//! Role lookups for the user screens.

use std::sync::Arc;

use crate::error::AppResult;
use crate::models::Role;
use crate::repositories::RoleRepository;

#[derive(Clone)]
pub struct RoleService {
    repo: Arc<dyn RoleRepository>,
}

impl RoleService {
    pub fn new(repo: Arc<dyn RoleRepository>) -> Self {
        Self { repo }
    }

    /// Every assignable role, for the user form's checkbox list.
    pub async fn list_all(&self) -> AppResult<Vec<Role>> {
        self.repo.find_all().await
    }

    /// Resolves submitted role ids; unknown ids are dropped.
    pub async fn resolve(&self, ids: &[i64]) -> AppResult<Vec<Role>> {
        self.repo.find_by_ids(ids).await
    }
}

#[cfg(test)]
mod tests {
    use super::*;
    use crate::repositories::memory::MemoryRoleRepository;

    #[tokio::test]
    async fn test_resolve_drops_unknown_ids() {
        let service = RoleService::new(Arc::new(MemoryRoleRepository::seeded()));

        let roles = service.resolve(&[2, 5]).await.unwrap();
        assert_eq!(roles, vec![Role::new(2, "Staff", "一般")]);
    }

    #[tokio::test]
    async fn test_list_all_returns_seeded_roles() {
        let service = RoleService::new(Arc::new(MemoryRoleRepository::seeded()));
        assert_eq!(service.list_all().await.unwrap().len(), 2);
    }
}
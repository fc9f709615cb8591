//! Product repository for async database operations.

use async_trait::async_trait;
use bigdecimal::BigDecimal;
use diesel::prelude::*;
use diesel_async::RunQueryDsl;

use super::contains_pattern;
use crate::db::AsyncDbPool;
use crate::error::{AppError, AppResult};
use crate::models::{Entity, Product};
use crate::repositories::Repository;
use crate::schema::products;

#[derive(Debug, Queryable, Selectable)]
#[diesel(table_name = products)]
#[diesel(check_for_backend(diesel::pg::Pg))]
struct ProductRow {
    id: i64,
    name: String,
    description: String,
    in_stock: i32,
    image_path: Option<String>,
    cost: BigDecimal,
    list_price: BigDecimal,
    price: BigDecimal,
    sale_price: BigDecimal,
    category_id: Option<i64>,
    brand_id: Option<i64>,
}

impl From<ProductRow> for Product {
    fn from(row: ProductRow) -> Self {
        Product {
            id: Some(row.id),
            name: row.name,
            description: row.description,
            in_stock: row.in_stock,
            image_path: row.image_path,
            cost: row.cost,
            list_price: row.list_price,
            price: row.price,
            sale_price: row.sale_price,
            category_id: row.category_id,
            brand_id: row.brand_id,
        }
    }
}

/// Column values written on insert and update. `None` clears the column.
#[derive(Insertable, AsChangeset)]
#[diesel(table_name = products)]
#[diesel(treat_none_as_null = true)]
struct ProductChanges<'a> {
    name: &'a str,
    description: &'a str,
    in_stock: i32,
    image_path: Option<&'a str>,
    cost: &'a BigDecimal,
    list_price: &'a BigDecimal,
    price: &'a BigDecimal,
    sale_price: &'a BigDecimal,
    category_id: Option<i64>,
    brand_id: Option<i64>,
}

impl<'a> From<&'a Product> for ProductChanges<'a> {
    fn from(product: &'a Product) -> Self {
        Self {
            name: &product.name,
            description: &product.description,
            in_stock: product.in_stock,
            image_path: product.image_path.as_deref(),
            cost: &product.cost,
            list_price: &product.list_price,
            price: &product.price,
            sale_price: &product.sale_price,
            category_id: product.category_id,
            brand_id: product.brand_id,
        }
    }
}

/// Product repository holding an async connection pool.
#[derive(Clone)]
pub struct PgProductRepository {
    pool: AsyncDbPool,
}

impl PgProductRepository {
    pub fn new(pool: AsyncDbPool) -> Self {
        Self { pool }
    }
}

#[async_trait]
impl Repository<Product> for PgProductRepository {
    async fn find_all(&self) -> AppResult<Vec<Product>> {
        let mut conn = self.pool.get().await?;

        let rows = products::table
            .order(products::id.asc())
            .select(ProductRow::as_select())
            .load(&mut conn)
            .await?;
        Ok(rows.into_iter().map(Product::from).collect())
    }

    /// Matches the keyword against name and description.
    async fn search(&self, keyword: &str) -> AppResult<Vec<Product>> {
        use crate::schema::products::dsl::*;
        let mut conn = self.pool.get().await?;
        let pattern = contains_pattern(keyword);

        let rows = products
            .filter(name.ilike(&pattern).or(description.ilike(&pattern)))
            .order(id.asc())
            .select(ProductRow::as_select())
            .load(&mut conn)
            .await?;
        Ok(rows.into_iter().map(Product::from).collect())
    }

    async fn find_by_key(&self, key: &str) -> AppResult<Option<Product>> {
        let mut conn = self.pool.get().await?;

        let row = products::table
            .filter(products::name.eq(key))
            .select(ProductRow::as_select())
            .first(&mut conn)
            .await
            .optional()?;
        Ok(row.map(Product::from))
    }

    async fn find_by_id(&self, product_id: i64) -> AppResult<Option<Product>> {
        let mut conn = self.pool.get().await?;

        let row = products::table
            .find(product_id)
            .select(ProductRow::as_select())
            .first(&mut conn)
            .await
            .optional()?;
        Ok(row.map(Product::from))
    }

    async fn save(&self, entity: Product) -> AppResult<Product> {
        let mut conn = self.pool.get().await?;
        let changes = ProductChanges::from(&entity);

        let row = match entity.id {
            None => {
                diesel::insert_into(products::table)
                    .values(&changes)
                    .returning(ProductRow::as_returning())
                    .get_result(&mut conn)
                    .await?
            }
            Some(product_id) => diesel::update(products::table.find(product_id))
                .set(&changes)
                .returning(ProductRow::as_returning())
                .get_result(&mut conn)
                .await
                .optional()?
                .ok_or_else(|| AppError::not_found(Product::ENTITY, product_id))?,
        };
        Ok(row.into())
    }

    async fn delete(&self, product_id: i64) -> AppResult<()> {
        let mut conn = self.pool.get().await?;

        diesel::delete(products::table.find(product_id))
            .execute(&mut conn)
            .await?;
        Ok(())
    }
}
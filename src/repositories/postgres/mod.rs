//! PostgreSQL storage backend built on diesel_async.
//!
//! Each repository holds a clone of the bb8 pool and checks a connection out
//! per call.

mod brand_repo;
mod category_repo;
mod product_repo;
mod role_repo;
mod user_repo;

pub use brand_repo::PgBrandRepository;
pub use category_repo::PgCategoryRepository;
pub use product_repo::PgProductRepository;
pub use role_repo::PgRoleRepository;
pub use user_repo::PgUserRepository;

/// Builds an `ILIKE` pattern matching `keyword` anywhere in the column.
///
/// `%`, `_` and `\` in the keyword are matched literally.
pub(crate) fn contains_pattern(keyword: &str) -> String {
    let mut pattern = String::with_capacity(keyword.len() + 2);
    pattern.push('%');
    for ch in keyword.chars() {
        if matches!(ch, '%' | '_' | '\\') {
            pattern.push('\\');
        }
        pattern.push(ch);
    }
    pattern.push('%');
    pattern
}
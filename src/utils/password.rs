//! Credential hashing for user accounts.

use argon2::{Argon2, password_hash::PasswordHasher};

use crate::error::AppResult;

/// Hashes a password with Argon2id and a fresh random salt.
pub fn hash_password(password: &str) -> AppResult<String> {
    let hash = Argon2::default().hash_password(password.as_bytes())?;
    Ok(hash.to_string())
}

/// Hashes a submitted password, passing an empty one through untouched.
///
/// An empty password on an edit form means "keep the stored credential";
/// storage recognises the empty value and leaves the column alone.
pub fn hash_submitted(password: &str) -> AppResult<String> {
    if password.is_empty() {
        return Ok(String::new());
    }
    hash_password(password)
}
//! One-shot flash messages carried across a redirect.
//!
//! A redirect stores its message server-side under a random token and hands the
//! token to the browser in the `flash` cookie. The next view that consumes the
//! [`Flash`] takes the message out of the store, so it is shown exactly once.

use std::convert::Infallible;
use std::sync::Arc;
use std::time::{Duration, Instant};

use axum::extract::FromRequestParts;
use axum::http::header::LOCATION;
use axum::http::request::Parts;
use axum::http::{HeaderMap, StatusCode};
use axum::response::{IntoResponse, Response};
use axum_extra::extract::cookie::{Cookie, CookieJar, SameSite};
use dashmap::DashMap;
use uuid::Uuid;

use crate::state::AppState;

/// Cookie holding the flash token.
pub const FLASH_COOKIE: &str = "flash";

/// Concurrent token → message store shared by all requests.
#[derive(Debug, Clone)]
pub struct FlashStore {
    entries: Arc<DashMap<Uuid, (String, Instant)>>,
    ttl: Duration,
}

impl FlashStore {
    pub fn new(ttl: Duration) -> Self {
        Self {
            entries: Arc::new(DashMap::new()),
            ttl,
        }
    }

    /// Stores `message` and returns its token. Expired entries are purged first.
    pub fn put(&self, message: impl Into<String>) -> Uuid {
        let ttl = self.ttl;
        self.entries
            .retain(|_, (_, created_at)| created_at.elapsed() < ttl);

        let token = Uuid::new_v4();
        self.entries.insert(token, (message.into(), Instant::now()));
        token
    }

    /// Removes and returns the message for `token`, unless it has expired.
    pub fn take(&self, token: &Uuid) -> Option<String> {
        let (_, (message, created_at)) = self.entries.remove(token)?;
        (created_at.elapsed() < self.ttl).then_some(message)
    }

    pub fn len(&self) -> usize {
        self.entries.len()
    }

    pub fn is_empty(&self) -> bool {
        self.entries.is_empty()
    }

    /// `302 Found` to `location`, carrying `message` to the next request.
    pub fn redirect(&self, location: &str, message: &str) -> Response {
        let token = self.put(message);
        tracing::debug!(location, %token, "Redirect with flash message");

        let mut cookie = Cookie::new(FLASH_COOKIE, token.to_string());
        cookie.set_path("/");
        cookie.set_http_only(true);
        cookie.set_same_site(SameSite::Lax);
        let jar = CookieJar::new().add(cookie);

        (StatusCode::FOUND, jar, [(LOCATION, location.to_string())]).into_response()
    }
}

/// The flash token presented by the current request.
///
/// Extracting it does not consume the message; [`Flash::take`] does, so a
/// handler that fails before rendering leaves the message for the next view.
#[derive(Debug, Clone)]
pub struct Flash {
    jar: CookieJar,
    token: Option<Uuid>,
    store: FlashStore,
}

impl Flash {
    pub fn from_headers(headers: &HeaderMap, store: FlashStore) -> Self {
        let jar = CookieJar::from_headers(headers);
        let token = jar
            .get(FLASH_COOKIE)
            .and_then(|cookie| Uuid::parse_str(cookie.value()).ok());

        Self { jar, token, store }
    }

    /// Takes the pending message out of the store.
    ///
    /// The returned jar expires the `flash` cookie whenever the request sent one.
    pub fn take(self) -> (Option<String>, CookieJar) {
        let Some(token) = self.token else {
            return (None, self.jar);
        };

        let mut removal = Cookie::from(FLASH_COOKIE);
        removal.set_path("/");
        (self.store.take(&token), self.jar.remove(removal))
    }
}

impl FromRequestParts<AppState> for Flash {
    type Rejection = Infallible;

    async fn from_request_parts(
        parts: &mut Parts,
        state: &AppState,
    ) -> Result<Self, Self::Rejection> {
        Ok(Flash::from_headers(&parts.headers, state.flash.clone()))
    }
}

══════════

For each line in the entries that contains the string "PgProductRepository", make a copy.

pub struct PgProductRepository {
impl PgProductRepository {
impl Repository<Product> for PgProductRepository {
pub use product_repo::PgProductRepository;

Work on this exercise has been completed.